31 El entonces se levantó, y la siguió. Y Giezi había ido delante de ellos, y había puesto el bordón sobre el rostro del niño, mas ni tenía voz ni sentido; y así se había vuelto para encontrar a Eliseo; y se lo declaró, diciendo: El niño no despierta.
32 Y venido Eliseo a la casa, he aquí el niño que estaba tendido muerto sobre su cama.
33 Entrando él [entonces], cerró la puerta sobre ambos, y oró al SEÑOR.
34 [Después] subió, y se tendió sobre el niño, poniendo su boca sobre la boca de él, y sus ojos sobre los ojos de él, y sus manos sobre las manos de él; [así] se midió sobre él, y la carne del niño se calentó.
35 Volviéndose [luego], se paseó por la casa a una parte y a otra, y después subió, y volvió a medirse sobre él; y el niño estornudó siete veces, y abrió sus ojos.
36 Entonces llamó él a Giezi, y le dijo: Llama a esta sunamita. Y él la llamó. Y entrando ella, él le dijo: Toma tu hijo.
37 Y ella entró, y se echó a sus pies, y se inclinó a tierra; y tomó su hijo, y salió.

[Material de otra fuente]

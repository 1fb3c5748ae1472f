//! Prompt templates for the extraction collaborators.

use chrono::{DateTime, Local};

/// System prompt for memo entity/relationship extraction.
///
/// The current date and time are injected so the model can resolve relative
/// expressions ("내일", "다음주 월요일") to absolute ISO values.
pub fn extraction_prompt(now: &DateTime<Local>) -> String {
    let current_date = now.format("%Y-%m-%d");
    let current_time = now.format("%H:%M");
    format!(
        r#"You are a helpful assistant that extracts entities and relationships from a given memo.
The entities can be Person, Company, Event, Project.
The relationships can be WORKS_AT, ATTENDED, DISCUSSED.

IMPORTANT: Current date is {current_date} and current time is {current_time}.
When extracting dates and times, convert relative dates to absolute dates:
- "오늘" → {current_date}
- "내일" → add 1 day to {current_date}
- "모레" → add 2 days to {current_date}
- "다음주 월요일" → calculate next Monday from {current_date}

For times, convert to 24-hour format:
- "14시" → "14:00"
- "오후 3시" → "15:00"
- "오전 9시" → "09:00"

For Event entities, include both date and time in ISO format if available:
- If only date: "2026-02-02"
- If date and time: "2026-02-02T14:00:00"

Return the output in JSON format, following this schema:
{{
  "entities": [
    {{ "type": "Person", "name": "김성길", "title": "과장", "phone": "010-1234-5678", "email": "kim@abc.com" }},
    {{ "type": "Company", "name": "ABC상사" }},
    {{ "type": "Event", "name": "미팅", "date": "2026-02-02T14:00:00" }},
    {{ "type": "Project", "name": "신규 프로젝트" }}
  ],
  "relationships": [
    {{ "from": "김성길", "to": "ABC상사", "type": "WORKS_AT" }},
    {{ "from": "김성길", "to": "미팅", "type": "ATTENDED" }},
    {{ "from": "미팅", "to": "신규 프로젝트", "type": "DISCUSSED" }}
  ],
  "business_related": true
}}
If the memo is not business related, set "business_related" to false and return empty entities and relationships."#
    )
}

/// System prompt for structuring raw business-card text.
pub const CONTACT_PROMPT: &str = r#"You are an expert assistant that extracts key information from business card text.
The user will provide the text content of a business card.
Extract the following fields: name, title, company, phone, email.
Handle various phone number formats including international ones like '82 10-0000-0000'.
Return the output in a clean JSON format. For example:
{
  "name": "김성길",
  "title": "과장",
  "company": "ABC상사",
  "phone": "010-2222-1234",
  "email": "kim@abc.com"
}
If a field is not found, omit it from the JSON. The name must be in Korean."#;
//! Property-graph storage.
//!
//! The [`GraphStore`] trait is the seam every other component works against;
//! [`Neo4jGraphStore`] is the Bolt-backed implementation. All node and edge
//! mutations are idempotent merge-or-create operations, and every label or
//! relationship-type token that reaches query text is drawn from the closed
//! enums in [`schema`].

mod errors;
mod neo4j;
pub mod schema;
mod traits;

pub use errors::{GraphError, GraphResult};
pub use neo4j::Neo4jGraphStore;
pub use schema::{EntityLabel, RelationType, SCHEMA_DESCRIPTION, UnknownToken};
pub use traits::{CompanyMember, GraphStore, MemoRecord, PersonCandidate, QueryRow};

38 Y Eliseo se volvió a Gilgal. Había entonces grande hambre en la tierra. Y los hijos de los profetas estaban con él, [por lo que] dijo a su criado: Pon una grande olla, y haz potaje para los hijos de los profetas.
39 Y salió uno al campo a coger hierbas, y halló una parra montés, y cogió de ella una faldada de uvas silvestres; y volvió, y las cortó en la olla del potaje; porque no sabían [lo que era].
40 Y dio de comer a los varones; [pero] sucedió que comiendo ellos de aquel guisado, dieron voces, diciendo: ¡Varón de Dios, la muerte en la olla! Y no lo pudieron comer.